- Problem description: Please reproduce, exactly and with nothing added, the line containing "image never renders." and every line after it to the end of the records.

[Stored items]
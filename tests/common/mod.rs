//! In-memory browser session for pipeline tests.
//!
//! Pages are backed by a URL-to-HTML route table. Selector waits and element
//! captures run real selector queries against the routed document, so a
//! fixture missing the reader image behaves exactly like a page that never
//! rendered one.

use std::collections::HashMap;
use std::path::Path;
use std::sync::atomic::{AtomicUsize, Ordering};
use std::sync::{Arc, Mutex};

use async_trait::async_trait;

use mangadl::browser::{BrowserError, BrowserPage, BrowserSession, PageOptions};
use mangadl::{Config, Downloader, Fetcher};

pub const WEBSITE: &str = "https://www.example.ws";

#[derive(Default)]
pub struct MockSession {
    routes: Mutex<HashMap<String, String>>,
    navigations: Arc<AtomicUsize>,
    pages_opened: Arc<AtomicUsize>,
}

impl MockSession {
    pub fn new() -> Self {
        Self::default()
    }

    pub fn route(&self, url: impl Into<String>, html: impl Into<String>) {
        self.routes.lock().unwrap().insert(url.into(), html.into());
    }

    /// Successful navigations across all pages of this session.
    pub fn navigation_count(&self) -> usize {
        self.navigations.load(Ordering::SeqCst)
    }

    pub fn pages_opened(&self) -> usize {
        self.pages_opened.load(Ordering::SeqCst)
    }
}

#[async_trait]
impl BrowserSession for MockSession {
    async fn new_page(&self, _options: PageOptions) -> Result<Box<dyn BrowserPage>, BrowserError> {
        self.pages_opened.fetch_add(1, Ordering::SeqCst);
        Ok(Box::new(MockPage {
            routes: self.routes.lock().unwrap().clone(),
            navigations: Arc::clone(&self.navigations),
            url: Mutex::new(String::new()),
        }))
    }
}

pub struct MockPage {
    routes: HashMap<String, String>,
    navigations: Arc<AtomicUsize>,
    url: Mutex<String>,
}

impl MockPage {
    fn html(&self) -> String {
        let url = self.url.lock().unwrap().clone();
        self.routes.get(&url).cloned().unwrap_or_default()
    }
}

fn selector_matches(html: &str, selector: &str) -> bool {
    let document = scraper::Html::parse_document(html);
    let selector = scraper::Selector::parse(selector).unwrap();
    document.select(&selector).next().is_some()
}

#[async_trait]
impl BrowserPage for MockPage {
    fn url(&self) -> String {
        self.url.lock().unwrap().clone()
    }

    async fn goto(&self, url: &str) -> Result<(), BrowserError> {
        if !self.routes.contains_key(url) {
            return Err(BrowserError::Navigation(format!("no route for {}", url)));
        }
        *self.url.lock().unwrap() = url.to_string();
        self.navigations.fetch_add(1, Ordering::SeqCst);
        Ok(())
    }

    async fn wait_for_selector(&self, selector: &str) -> Result<bool, BrowserError> {
        Ok(selector_matches(&self.html(), selector))
    }

    async fn content(&self) -> Result<String, BrowserError> {
        Ok(self.html())
    }

    async fn capture_element(&self, selector: &str, path: &Path) -> Result<bool, BrowserError> {
        if !selector_matches(&self.html(), selector) {
            return Ok(false);
        }
        std::fs::write(path, b"captured-image")
            .map_err(|e| BrowserError::Capture(e.to_string()))?;
        Ok(true)
    }

    async fn close(&self) -> Result<(), BrowserError> {
        Ok(())
    }
}

/// Session, downloader and output directory wired together.
pub fn harness(mock: bool) -> (Arc<MockSession>, Downloader, tempfile::TempDir) {
    build_harness(mock, false)
}

/// Same, with fast mode and its worker pool enabled.
pub fn fast_harness() -> (Arc<MockSession>, Downloader, tempfile::TempDir) {
    build_harness(false, true)
}

fn build_harness(mock: bool, fast: bool) -> (Arc<MockSession>, Downloader, tempfile::TempDir) {
    let output = tempfile::tempdir().unwrap();
    let mut config = Config::default();
    config.output_directory = output.path().to_string_lossy().to_string();
    config.flags.mock = mock;
    config.flags.fast = fast;

    let session = Arc::new(MockSession::new());
    let fetcher = Fetcher::new(session.clone(), &config, WEBSITE);
    let downloader = Downloader::new(fetcher, &config);
    (session, downloader, output)
}

/// Series index page with the given listing inside the chapter container.
pub fn index_html(listing: &str) -> String {
    format!(
        r#"<html><body>
        <div class="card"><div class="card-body">
            <h1>Manga Naruto</h1>
            <p class="list-group-item">A ninja story.</p>
        </div></div>
        <div id="chapters_list">{}</div>
        </body></html>"#,
        listing
    )
}

/// Reader page with `pages` pagination entries and one rendered image.
pub fn reader_html(pages: usize) -> String {
    let options: String = (1..=pages).map(|i| format!("<option>{}</option>", i)).collect();
    format!(
        r#"<html><body>
        <select id="pages">{}</select>
        <div id="single-reader">
            <img src="https://cdn.statically.io/img/c.japscan.ws/naruto/1/1.jpg">
        </div>
        </body></html>"#,
        options
    )
}

/// Reader page whose image never renders.
pub fn reader_html_without_image(pages: usize) -> String {
    let options: String = (1..=pages).map(|i| format!("<option>{}</option>", i)).collect();
    format!(
        r#"<html><body>
        <select id="pages">{}</select>
        <div id="single-reader"></div>
        </body></html>"#,
        options
    )
}

/// Reader page rendered as one long strip of images.
pub fn strip_reader_html(images: usize) -> String {
    let imgs: String = (1..=images)
        .map(|i| {
            format!(
                r#"<img src="https://cdn.statically.io/img/c.japscan.ws/tower/1/{}.jpg">"#,
                i
            )
        })
        .collect();
    format!(
        r#"<html><body>
        <select id="pages"><option>1</option></select>
        <div id="single-reader">{}</div>
        </body></html>"#,
        imgs
    )
}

- Task solution:
/// Reader page whose image never renders.
pub fn reader_html_without_image(pages: usize) -> String {
    let options: String = (1..=pages).map(|i| format!("<option>{}</option>", i)).collect();
    format!(
        r#"<html><body>
        <select id="pages">{}</select>
        <div id="single-reader"></div>
        </body></html>"#,
        options
    )
}

/// Reader page rendered as one long strip of images.
pub fn strip_reader_html(images: usize) -> String {
    let imgs: String = (1..=images)
        .map(|i| {
            format!(
                r#"<img src="https://cdn.statically.io/img/c.japscan.ws/tower/1/{}.jpg">"#,
                i
            )
        })
        .collect();
    format!(
        r#"<html><body>
        <select id="pages"><option>1</option></select>
        <div id="single-reader">{}</div>
        </body></html>"#,
        imgs
    )
}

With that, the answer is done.